Just-in-time defect prediction (JIT DP) leverages machine learning to identify defect-prone code commits, enabling quality assurance (QA) teams to allocate resources more efficiently by focusing on commits that are most likely to contain defects.

Although JIT defect prediction techniques have introduced notable improvements in terms of predictive accuracy, they are still susceptible to misclassification errors such as false positives and false negatives. This can lead to wasted resources or undetected defects, a particularly critical concern when QA resources are limited.

To mitigate these challenges and preserve the practical utility of JIT defect prediction tools, it becomes essential to estimate the reliability of the predictions, i.e., computing confidence scores. Such scores can help practitioners identify predictions that are most likely to be correct and thus prioritize them efficiently.

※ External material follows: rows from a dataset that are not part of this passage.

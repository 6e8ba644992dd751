//! RTP (RFC 3550) parsing and payload-type-aware H.264 depacketization
//! (RFC 6184 single-NAL and FU-A fragmentation).
//!
//! Header parsing follows the fixed 12-byte layout used throughout this
//! pack's RTP code; the depacketization state machine (start-code
//! synthesis, FU-A start/middle bit handling, marker-bit-closes-frame) is a
//! direct port of the embedded SDK's `pushRtpIntoH264Track`.

use bytes::{Bytes, BytesMut};
use thiserror::Error;

#[derive(Error, Debug, PartialEq, Eq)]
pub enum RtpError {
    #[error("RTP packet too short: {0} bytes, need at least 12")]
    TooShort(usize),
    #[error("unsupported RTP version: {0}")]
    VersionMismatch(u8),
    #[error("malformed RTP header extension")]
    MalformedExtension,
    #[error("RTP track table is full ({0} tracks)")]
    TrackTableFull(usize),
    #[error("unsupported H.264 NAL type: {0}")]
    UnsupportedNalType(u8),
    #[error("FU-A payload too short to carry a fragment header")]
    FuaTooShort,
}

/// Default RTP payload-type number for H.264, matching the WebRTC bridge's
/// default negotiated mapping.
pub const RTP_PAYLOAD_TYPE_H264: u8 = 125;
pub const RTP_PAYLOAD_TYPE_MULAW: u8 = 0;
pub const RTP_PAYLOAD_TYPE_ALAW: u8 = 8;
pub const RTP_PAYLOAD_TYPE_OPUS: u8 = 111;
pub const RTP_PAYLOAD_TYPE_VP8: u8 = 96;

const MAX_TRACKS: usize = 2;

/// Returns the RTP clock rate (Hz) for a known payload type, defaulting to
/// 1000 Hz for anything unrecognized (matches the embedded SDK's fallback).
fn clock_rate(payload_type: u8) -> u64 {
    match payload_type {
        RTP_PAYLOAD_TYPE_H264 | RTP_PAYLOAD_TYPE_VP8 => 90_000,
        RTP_PAYLOAD_TYPE_MULAW | RTP_PAYLOAD_TYPE_ALAW => 8_000,
        RTP_PAYLOAD_TYPE_OPUS => 48_000,
        _ => 1_000,
    }
}

/// A parsed RTP packet, header fields plus a zero-copy view of the payload.
#[derive(Debug, Clone)]
pub struct RtpPacket {
    pub version: u8,
    pub marker: bool,
    pub payload_type: u8,
    pub sequence_number: u16,
    pub timestamp: u32,
    pub ssrc: u32,
    pub payload: Bytes,
}

impl RtpPacket {
    /// Parses the fixed header, skipping CSRC identifiers and, if present,
    /// the extension header, per RFC 3550 §5.1 / §5.3.1.
    pub fn parse(data: Bytes) -> Result<Self, RtpError> {
        if data.len() < 12 {
            return Err(RtpError::TooShort(data.len()));
        }

        let version = (data[0] >> 6) & 0x03;
        if version != 2 {
            return Err(RtpError::VersionMismatch(version));
        }
        let extension = (data[0] & 0x10) != 0;
        let csrc_count = (data[0] & 0x0F) as usize;

        let marker = (data[1] & 0x80) != 0;
        let payload_type = data[1] & 0x7F;
        let sequence_number = u16::from_be_bytes([data[2], data[3]]);
        let timestamp = u32::from_be_bytes([data[4], data[5], data[6], data[7]]);
        let ssrc = u32::from_be_bytes([data[8], data[9], data[10], data[11]]);

        let mut offset = 12 + csrc_count * 4;
        if data.len() < offset {
            return Err(RtpError::MalformedExtension);
        }

        if extension {
            if data.len() < offset + 4 {
                return Err(RtpError::MalformedExtension);
            }
            let ext_len_words = u16::from_be_bytes([data[offset + 2], data[offset + 3]]) as usize;
            offset += 4 + ext_len_words * 4;
            if data.len() < offset {
                return Err(RtpError::MalformedExtension);
            }
        }

        Ok(RtpPacket {
            version,
            marker,
            payload_type,
            sequence_number,
            timestamp,
            ssrc,
            payload: data.slice(offset..),
        })
    }
}

/// A per-payload-type accumulator tracking one in-progress access unit.
struct RtpTrack {
    payload_type: u8,
    buf: BytesMut,
    first_timestamp: u32,
    complete: bool,
}

impl RtpTrack {
    fn new(payload_type: u8) -> Self {
        RtpTrack {
            payload_type,
            buf: BytesMut::with_capacity(1024),
            first_timestamp: 0,
            complete: false,
        }
    }

    fn reset(&mut self) {
        self.buf.clear();
        self.complete = false;
    }

    /// H.264 depacketization (RFC 6184): single-NAL passthrough and FU-A
    /// reassembly. Other NAL types are rejected — this core is scoped to
    /// the single-NAL/FU-A subset the embedded SDK supports.
    fn push_h264(&mut self, payload: &[u8]) -> Result<(), RtpError> {
        if payload.is_empty() {
            return Err(RtpError::FuaTooShort);
        }
        let nal_nri = (payload[0] & 0x60) >> 5;
        let nal_type = payload[0] & 0x1F;

        const NAL_TYPE_SINGLE_MIN: u8 = 1;
        const NAL_TYPE_SINGLE_MAX: u8 = 23;
        const NAL_TYPE_FU_A: u8 = 28;

        if (NAL_TYPE_SINGLE_MIN..=NAL_TYPE_SINGLE_MAX).contains(&nal_type) {
            self.buf.extend_from_slice(&[0x00, 0x00, 0x00, 0x01]);
            self.buf.extend_from_slice(payload);
            return Ok(());
        }

        if nal_type == NAL_TYPE_FU_A {
            if payload.len() < 2 {
                return Err(RtpError::FuaTooShort);
            }
            let start_bit = (payload[1] & 0x80) != 0;
            let fu_type = payload[1] & 0x1F;
            let reconstructed_header = (nal_nri << 5) | fu_type;

            if start_bit {
                self.buf.extend_from_slice(&[0x00, 0x00, 0x00, 0x01, reconstructed_header]);
            }
            self.buf.extend_from_slice(&payload[2..]);
            return Ok(());
        }

        Err(RtpError::UnsupportedNalType(nal_type))
    }
}

/// A completed, timestamped access unit handed back to the caller.
#[derive(Debug, Clone)]
pub struct ReassembledFrame {
    pub data: Bytes,
    pub payload_type: u8,
    pub timestamp_ms: u64,
}

/// Payload-type-keyed H.264 RTP reassembler. Single-producer: `push()` is
/// called from whatever thread polls the transport's rolling buffer; the
/// reassembler itself holds no thread and blocks on nothing.
pub struct RtpReassembler {
    tracks: Vec<RtpTrack>,
}

impl Default for RtpReassembler {
    fn default() -> Self {
        Self::new()
    }
}

impl RtpReassembler {
    pub fn new() -> Self {
        RtpReassembler { tracks: Vec::new() }
    }

    fn track_mut(&mut self, payload_type: u8) -> Result<&mut RtpTrack, RtpError> {
        if let Some(idx) = self.tracks.iter().position(|t| t.payload_type == payload_type) {
            return Ok(&mut self.tracks[idx]);
        }
        if self.tracks.len() >= MAX_TRACKS {
            return Err(RtpError::TrackTableFull(MAX_TRACKS));
        }
        self.tracks.push(RtpTrack::new(payload_type));
        Ok(self.tracks.last_mut().unwrap())
    }

    /// Feeds one RTP packet into its payload type's track. The marker bit
    /// closes the frame regardless of whether the final FU-A end bit (E) was
    /// set — only the RTP marker terminates reassembly, per spec.
    pub fn push(&mut self, packet: &RtpPacket) -> Result<(), RtpError> {
        let track = self.track_mut(packet.payload_type)?;
        if track.buf.is_empty() {
            track.first_timestamp = packet.timestamp;
        }
        track.push_h264(&packet.payload)?;
        if packet.marker {
            track.complete = true;
        }
        Ok(())
    }

    pub fn is_frame_available(&self) -> bool {
        self.tracks.iter().any(|t| t.complete)
    }

    /// Takes the first complete frame found, copying its bytes out and
    /// resetting that track for the next access unit.
    pub fn take_frame(&mut self) -> Option<ReassembledFrame> {
        let idx = self.tracks.iter().position(|t| t.complete)?;
        let track = &mut self.tracks[idx];
        let data = track.buf.split().freeze();
        let payload_type = track.payload_type;
        let timestamp_ms = (track.first_timestamp as u64 * 1000) / clock_rate(payload_type);
        track.reset();
        Some(ReassembledFrame { data, payload_type, timestamp_ms })
    }
}

#[cfg(test)]
mod tests {
    use super::*;

    fn rtp_packet(payload_type: u8, marker: bool, timestamp: u32, payload: &[u8]) -> Bytes {
        let mut buf = vec![0x80, (marker as u8) << 7 | payload_type];
        buf.extend_from_slice(&1u16.to_be_bytes());
        buf.extend_from_slice(&timestamp.to_be_bytes());
        buf.extend_from_slice(&0x1234_5678u32.to_be_bytes());
        buf.extend_from_slice(payload);
        Bytes::from(buf)
    }

    #[test]
    fn single_nal_sps_with_marker_yields_annexb_frame() {
        let mut reassembler = RtpReassembler::new();
        let payload = [0x67, 0x64, 0x00, 0x1F];
        let packet = RtpPacket::parse(rtp_packet(RTP_PAYLOAD_TYPE_H264, true, 9000, &payload)).unwrap();
        reassembler.push(&packet).unwrap();

        assert!(reassembler.is_frame_available());
        let frame = reassembler.take_frame().unwrap();
        assert_eq!(&frame.data[..], &[0x00, 0x00, 0x00, 0x01, 0x67, 0x64, 0x00, 0x1F]);
        assert_eq!(frame.timestamp_ms, 100);
    }

    #[test]
    fn fu_a_reassembles_idr_across_two_packets() {
        let mut reassembler = RtpReassembler::new();

        // NAL type 5 (IDR), NRI=3: header byte 0x65. FU indicator keeps NRI, type=FU-A(28).
        let fu_indicator = (3u8 << 5) | 28;
        let start_header = 0x80 | 5; // S=1, type=5
        let end_header = 0x40 | 5; // E=1, type=5

        let mut first = vec![fu_indicator, start_header];
        first.extend_from_slice(&[0xAA; 1400]);
        let packet1 = RtpPacket::parse(rtp_packet(RTP_PAYLOAD_TYPE_H264, false, 9000, &first)).unwrap();
        reassembler.push(&packet1).unwrap();
        assert!(!reassembler.is_frame_available());

        let mut second = vec![fu_indicator, end_header];
        second.extend_from_slice(&[0xBB; 1024]);
        let packet2 = RtpPacket::parse(rtp_packet(RTP_PAYLOAD_TYPE_H264, true, 9000, &second)).unwrap();
        reassembler.push(&packet2).unwrap();

        assert!(reassembler.is_frame_available());
        let frame = reassembler.take_frame().unwrap();
        assert_eq!(&frame.data[0..5], &[0x00, 0x00, 0x00, 0x01, 0x65]);
        assert_eq!(frame.data.len(), 5 + 1400 + 1024);
    }

    #[test]
    fn short_packet_errors() {
        let err = RtpPacket::parse(Bytes::from(vec![0x80, 0x00])).unwrap_err();
        assert_eq!(err, RtpError::TooShort(2));
    }

    #[test]
    fn version_mismatch_errors() {
        let mut buf = vec![0x00, 0x00];
        buf.extend_from_slice(&[0u8; 10]);
        let err = RtpPacket::parse(Bytes::from(buf)).unwrap_err();
        assert_eq!(err, RtpError::VersionMismatch(0));
    }

    #[test]
    fn track_table_full_errors() {
        let mut reassembler = RtpReassembler::new();
        for pt in [RTP_PAYLOAD_TYPE_H264, RTP_PAYLOAD_TYPE_VP8] {
            let packet = RtpPacket::parse(rtp_packet(pt, false, 0, &[0x01])).unwrap();
            reassembler.push(&packet).unwrap();
        }
        let packet = RtpPacket::parse(rtp_packet(RTP_PAYLOAD_TYPE_OPUS, false, 0, &[0x01])).unwrap();
        assert_eq!(reassembler.push(&packet).unwrap_err(), RtpError::TrackTableFull(MAX_TRACKS));
    }
}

A simple approach to computing confidence scores is to extract, alongside each prediction, the corresponding prediction probabilities and use them as indicators of confidence. However, for these probabilities to reliably serve as confidence scores, the predictive model must be well-calibrated. This means that the prediction probabilities must accurately represent the true likelihood of each prediction being correct.

Miscalibration, common in modern machine learning models, distorts probability scores such that model’s predictions probabilities do not align with the actual probability of those predictions being correct; hence leading to poor prioritization and resource allocation.

Despite its importance, model calibration has been largely overlooked in JIT defect prediction. In this study, we evaluate the calibration of several state-of-the-art JIT defect prediction techniques to determine whether and to what extent they exhibit poor calibration. Furthermore, we assess whether post-calibration methods can improve the calibration of existing JIT defect prediction models.

Our experimental analysis reveals that all evaluated JIT DP models exhibit some level of miscalibration, with Expected Calibration Error (ECE) ranging from 7% to 35%. Furthermore, post-calibration methods do not consistently improve the calibration of these JIT DP models.